Anti-HMGCR antibody-positive immune-mediated necrotizing myopathy (IMNM) is a distinct subtype of inflammatory myopathy. Although increasingly recognized in children, its clinical features remain under-characterized. Juvenile-onset anti-HMGCR myopathy was defined as seropositive for anti-HMGCR antibodies with onset of hyperCKemia (with or without proximal muscle weakness) before the age of 18, and exclusion of toxin-, drug-, or infection-related myopathies. We retrospectively analyzed patients with juvenile-onset anti-HMGCR myopathy from four hospitals in China between 2010 and 2024. Clinical features, muscle pathology, and response to immunotherapy were assessed.
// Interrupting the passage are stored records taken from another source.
//! Batch evaluation command

use anyhow::{Context as _, Result};
use clap::Args;
use std::path::PathBuf;
use std::sync::Arc;
use ui2code_core::EvaluationConfig;
use ui2code_sdk::VisionModelClient;
use ui2code_workflow::{BatchEngine, ProcessRenderer};

use crate::context::Context;

/// Overrides for a batch run. Anything left unset comes from configuration.
#[derive(Debug, Args)]
pub struct RunArgs {
    /// Dataset root containing item_* directories
    #[arg(long, value_name = "DIR")]
    pub dataset: Option<PathBuf>,

    /// Directory that receives run_<timestamp> folders
    #[arg(long, value_name = "DIR")]
    pub output: Option<PathBuf>,

    /// System prompt file
    #[arg(long, value_name = "FILE")]
    pub system_prompt: Option<PathBuf>,

    /// User prompt template file
    #[arg(long, value_name = "FILE")]
    pub user_template: Option<PathBuf>,

    /// Model identifier
    #[arg(short, long)]
    pub model: Option<String>,

    /// Sampling temperature
    #[arg(long)]
    pub temperature: Option<f32>,

    /// Completion token limit
    #[arg(long)]
    pub max_tokens: Option<u32>,

    /// Renderer program and leading arguments
    #[arg(long, num_args = 1.., value_name = "CMD")]
    pub renderer: Vec<String>,

    /// Renderer timeout in seconds
    #[arg(long, value_name = "SECS")]
    pub render_timeout: Option<u64>,

    /// Ground truth file name inside each item directory
    #[arg(long, value_name = "NAME")]
    pub ground_truth: Option<String>,

    /// List assets by name only
    #[arg(long)]
    pub no_asset_dimensions: bool,

    /// Process only the first N items
    #[arg(short, long)]
    pub limit: Option<usize>,
}

impl RunArgs {
    /// Apply flags on top of the loaded configuration.
    pub fn apply(&self, config: &mut EvaluationConfig) {
        if let Some(dataset) = &self.dataset {
            config.dataset_root = dataset.clone();
        }
        if let Some(output) = &self.output {
            config.results_root = output.clone();
        }
        if let Some(system) = &self.system_prompt {
            config.prompts.system = system.clone();
        }
        if let Some(user) = &self.user_template {
            config.prompts.user_template = user.clone();
        }
        if let Some(model) = &self.model {
            config.model.model = model.clone();
        }
        if let Some(temperature) = self.temperature {
            config.model.temperature = temperature;
        }
        if let Some(max_tokens) = self.max_tokens {
            config.model.max_tokens = max_tokens;
        }
        if !self.renderer.is_empty() {
            config.renderer.command = self.renderer.clone();
        }
        if let Some(secs) = self.render_timeout {
            config.renderer.timeout_secs = Some(secs);
        }
        if let Some(name) = &self.ground_truth {
            config.ground_truth_file = name.clone();
        }
        if self.no_asset_dimensions {
            config.annotate_asset_dimensions = false;
        }
        if self.limit.is_some() {
            config.limit = self.limit;
        }
    }
}

/// Execute a batch run
pub async fn execute(ctx: &Context, args: RunArgs) -> Result<()> {
    let mut evaluation = ctx.config.evaluation.clone();
    args.apply(&mut evaluation);

    let sdk_config = ctx.sdk_config();
    if !sdk_config.auth.is_configured() {
        ctx.output
            .warning("OPENAI_API_KEY is not set; the model endpoint will likely reject requests");
    }

    let generator = VisionModelClient::new(sdk_config, evaluation.model.model.clone())
        .context("Failed to create model client")?;
    let renderer = ProcessRenderer::from_settings(&evaluation.renderer)
        .context("Invalid renderer command")?;

    let engine = BatchEngine::new(evaluation, Arc::new(generator), Arc::new(renderer))
        .context("Invalid evaluation configuration")?;

    ctx.output.info(&format!(
        "Evaluating {} with {}",
        engine.config().dataset_root.display(),
        engine.config().model.model
    ));
    let progress = ctx.output.run_progress();
    let report = engine.run_with_observer(&progress).await;
    progress.finish();
    let report = report.context("Evaluation run failed")?;

    ctx.output.write_report(&report)?;
    ctx.output.success(&format!(
        "Evaluated {} of {} item(s)",
        report.summary.processed_items, report.summary.total_items
    ));
    Ok(())
}
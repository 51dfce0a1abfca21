use std::collections::HashMap;
use std::hash::Hash;

/// Sequences at least this long get their popular elements ignored when
/// seeding matches.
const AUTOJUNK_MIN_LEN: usize = 200;

/// A run of `size` equal elements starting at `a[a_start]` and `b[b_start]`.
#[derive(Debug, Clone, Copy, PartialEq, Eq)]
pub struct MatchingBlock {
    pub a_start: usize,
    pub b_start: usize,
    pub size: usize,
}

/// Longest-matching-block sequence comparison (Ratcliff/Obershelp).
///
/// Finds the longest contiguous matching run, then recurses on the pieces to
/// its left and right. Elements of `b` that make up more than 1% of a sequence
/// of 200+ elements are "popular" and never start a match, though matches may
/// still extend across them.
pub struct SequenceMatcher<'a, T: Eq + Hash> {
    a: &'a [T],
    b: &'a [T],
    b2j: HashMap<&'a T, Vec<usize>>,
}

impl<'a, T: Eq + Hash> SequenceMatcher<'a, T> {
    pub fn new(a: &'a [T], b: &'a [T]) -> Self {
        let mut b2j: HashMap<&'a T, Vec<usize>> = HashMap::new();
        for (j, elt) in b.iter().enumerate() {
            b2j.entry(elt).or_default().push(j);
        }

        let n = b.len();
        if n >= AUTOJUNK_MIN_LEN {
            let ntest = n / 100 + 1;
            b2j.retain(|_, indices| indices.len() <= ntest);
        }

        Self { a, b, b2j }
    }

    /// Longest matching block in `a[alo..ahi]` and `b[blo..bhi]`.
    ///
    /// Ties go to the block starting earliest in `a`, then earliest in `b`.
    pub fn find_longest_match(
        &self,
        alo: usize,
        ahi: usize,
        blo: usize,
        bhi: usize,
    ) -> MatchingBlock {
        let (mut besti, mut bestj, mut bestsize) = (alo, blo, 0usize);
        let mut j2len: HashMap<usize, usize> = HashMap::new();

        for i in alo..ahi {
            let mut new_j2len: HashMap<usize, usize> = HashMap::new();
            if let Some(indices) = self.b2j.get(&self.a[i]) {
                for &j in indices {
                    if j < blo {
                        continue;
                    }
                    if j >= bhi {
                        break;
                    }
                    let k = j
                        .checked_sub(1)
                        .and_then(|prev| j2len.get(&prev))
                        .copied()
                        .unwrap_or(0)
                        + 1;
                    new_j2len.insert(j, k);
                    if k > bestsize {
                        besti = i + 1 - k;
                        bestj = j + 1 - k;
                        bestsize = k;
                    }
                }
            }
            j2len = new_j2len;
        }

        // Popular elements never seed a match; let the best block grow over them.
        while besti > alo && bestj > blo && self.a[besti - 1] == self.b[bestj - 1] {
            besti -= 1;
            bestj -= 1;
            bestsize += 1;
        }
        while besti + bestsize < ahi
            && bestj + bestsize < bhi
            && self.a[besti + bestsize] == self.b[bestj + bestsize]
        {
            bestsize += 1;
        }

        MatchingBlock {
            a_start: besti,
            b_start: bestj,
            size: bestsize,
        }
    }

    /// All matching blocks, ordered by position.
    pub fn matching_blocks(&self) -> Vec<MatchingBlock> {
        let mut queue = vec![(0, self.a.len(), 0, self.b.len())];
        let mut blocks = Vec::new();

        while let Some((alo, ahi, blo, bhi)) = queue.pop() {
            let block = self.find_longest_match(alo, ahi, blo, bhi);
            if block.size == 0 {
                continue;
            }
            let (i, j, k) = (block.a_start, block.b_start, block.size);
            if alo < i && blo < j {
                queue.push((alo, i, blo, j));
            }
            if i + k < ahi && j + k < bhi {
                queue.push((i + k, ahi, j + k, bhi));
            }
            blocks.push(block);
        }

        blocks.sort_by_key(|b| (b.a_start, b.b_start));
        blocks
    }

    /// `2 * M / T`, where `M` is the number of matched elements and `T` the
    /// total length of both sequences. Two empty sequences give 1.0.
    pub fn ratio(&self) -> f64 {
        let total = self.a.len() + self.b.len();
        if total == 0 {
            return 1.0;
        }
        let matches: usize = self.matching_blocks().iter().map(|b| b.size).sum();
        2.0 * matches as f64 / total as f64
    }
}
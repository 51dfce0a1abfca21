use pretty_assertions::assert_eq;
use std::path::{Path, PathBuf};
use ui2code_core::domain::*;

// ===== DatasetItem Tests =====

#[test]
fn test_item_from_dir_uses_directory_name() {
    let item = DatasetItem::from_dir("data/ui2code_dataset/item_001");

    assert_eq!(item.id, "item_001");
    assert_eq!(
        item.screenshot,
        PathBuf::from("data/ui2code_dataset/item_001/screenshot.png")
    );
    assert_eq!(
        item.assets_dir(),
        PathBuf::from("data/ui2code_dataset/item_001/assets")
    );
    assert!(item.is_identified());
}

#[test]
fn test_item_from_screenshot_derives_root() {
    let item = DatasetItem::from_screenshot("dataset/item_042/screenshot.png");

    assert_eq!(item.id, "item_042");
    assert_eq!(item.root, PathBuf::from("dataset/item_042"));
    assert_eq!(
        item.ground_truth_path("index.jsx"),
        PathBuf::from("dataset/item_042/index.jsx")
    );
}

#[test]
fn test_item_outside_item_dir_is_unknown() {
    let item = DatasetItem::from_screenshot(Path::new("misc/page/screenshot.png"));

    assert_eq!(item.id, UNKNOWN_ITEM_ID);
    assert!(!item.is_identified());
}

#[test]
fn test_item_missing_screenshot() {
    let item = DatasetItem::from_dir("/definitely/not/here/item_1");
    assert!(!item.has_screenshot());
}

// ===== GenerationResult Tests =====

#[test]
fn test_generation_result_default_is_absent() {
    let result = GenerationResult::default();

    assert!(!result.has_jsx());
    assert!(!result.has_scss());
    assert_eq!(result.scss(), None);
}

#[test]
fn test_generation_result_scss_accessor() {
    let result = GenerationResult {
        raw_output: "...".to_string(),
        jsx: "export default () => null;".to_string(),
        scss: ".a { color: red; }".to_string(),
    };

    assert!(result.has_jsx());
    assert_eq!(result.scss(), Some(".a { color: red; }"));
}

#[test]
fn test_generation_request_data_url() {
    let request = GenerationRequest::new("sys", "user", "aGVsbG8=", ModelSettings::default());
    assert_eq!(request.image_data_url(), "data:image/png;base64,aGVsbG8=");
}

// ===== EvaluationMetrics Tests =====

#[test]
fn test_metrics_defaults() {
    let metrics = EvaluationMetrics::new();

    assert_eq!(metrics.code_similarity_score, 0.0);
    assert_eq!(metrics.visual_similarity_ssim_score, 0.0);
    assert!(!metrics.generation_success);
    assert!(!metrics.rendering_success);
    assert!(metrics.error_details.is_empty());
    assert!(!metrics.has_errors());
}

#[test]
fn test_metrics_error_details_append_only() {
    let mut metrics = EvaluationMetrics::new();
    metrics.append_error("Original JSX not found");
    metrics.append_error("Rendering failed: exit 1.");

    assert_eq!(
        metrics.error_details,
        "Original JSX not found. Rendering failed: exit 1. "
    );
    assert!(metrics.has_errors());
}

#[test]
fn test_metrics_serialization_field_names() {
    let metrics = EvaluationMetrics {
        code_similarity_score: 0.5,
        visual_similarity_ssim_score: 0.25,
        generation_success: true,
        rendering_success: false,
        error_details: "Rendering failed. ".to_string(),
    };

    let value = serde_json::to_value(&metrics).unwrap();
    assert_eq!(value["code_similarity_score"], 0.5);
    assert_eq!(value["visual_similarity_ssim_score"], 0.25);
    assert_eq!(value["generation_success"], true);
    assert_eq!(value["rendering_success"], false);
    assert_eq!(value["error_details"], "Rendering failed. ");
}

#[test]
fn test_item_result_status_serializes_lowercase() {
    let result = ItemResult::new("item_001", ItemStatus::Error, "boom", EvaluationMetrics::new());

    let value = serde_json::to_value(&result).unwrap();
    assert_eq!(value["status"], "error");
    assert_eq!(value["item_id"], "item_001");
    assert!(!result.is_success());
    assert_eq!(ItemStatus::Success.to_string(), "success");
}

// ===== RunSummary Tests =====

#[test]
fn test_summary_serializes_flat_keys() {
    let summary = RunSummary {
        total_items: 3,
        processed_items: 2,
        skipped_items: 1,
        generation_successes: 2,
        rendering_successes: 1,
        generation_success_rate: 2.0 / 3.0,
        rendering_success_rate: 1.0 / 3.0,
        mean_code_similarity: 0.75,
        mean_visual_similarity: 0.5,
    };

    let value = serde_json::to_value(&summary).unwrap();
    assert_eq!(value["total_items"], 3);
    assert_eq!(value["skipped_items"], 1);
    assert_eq!(value["mean_code_similarity"], 0.75);
    assert_eq!(value.as_object().unwrap().len(), 9);

    let back: RunSummary = serde_json::from_value(value).unwrap();
    assert_eq!(back, summary);
}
Thirty patients were included (66.7% female), with a median onset age of 8.5 years. Ten (33.3%) presented with asymptomatic hyperCKemia. Among those with weakness, 8 had acute/subacute and 12 chronic onset. No patient had statin exposure; 4 had preceding infections. Median diagnostic delay was 2 years; 8 had delays >10 years. At onset, all had proximal lower limb weakness, 65% axial weakness, increasing to 95.8% during follow-up. Three required long-term ventilation; one died of respiratory failure. Muscle biopsies (n=28) showed fiber size variation (89.3%) and necrosis/regeneration (78.6%). Even patients with isolated hyperCKemia showed pathological changes. Among 24 treated patients, response rates were 50% (steroids + 1 IS), 33% (steroids + 2 IS), and 71.4% (steroids + IVIG + IS). Juvenile-onset anti-HMGCR myopathy may initially present as asymptomatic hyperCKemia yet show significant pathological and functional deterioration over time. Respiratory failure is a significant cause of morbidity and mortality as the disease progresses. Early recognition and IVIG-based therapy are critical to improve outcomes.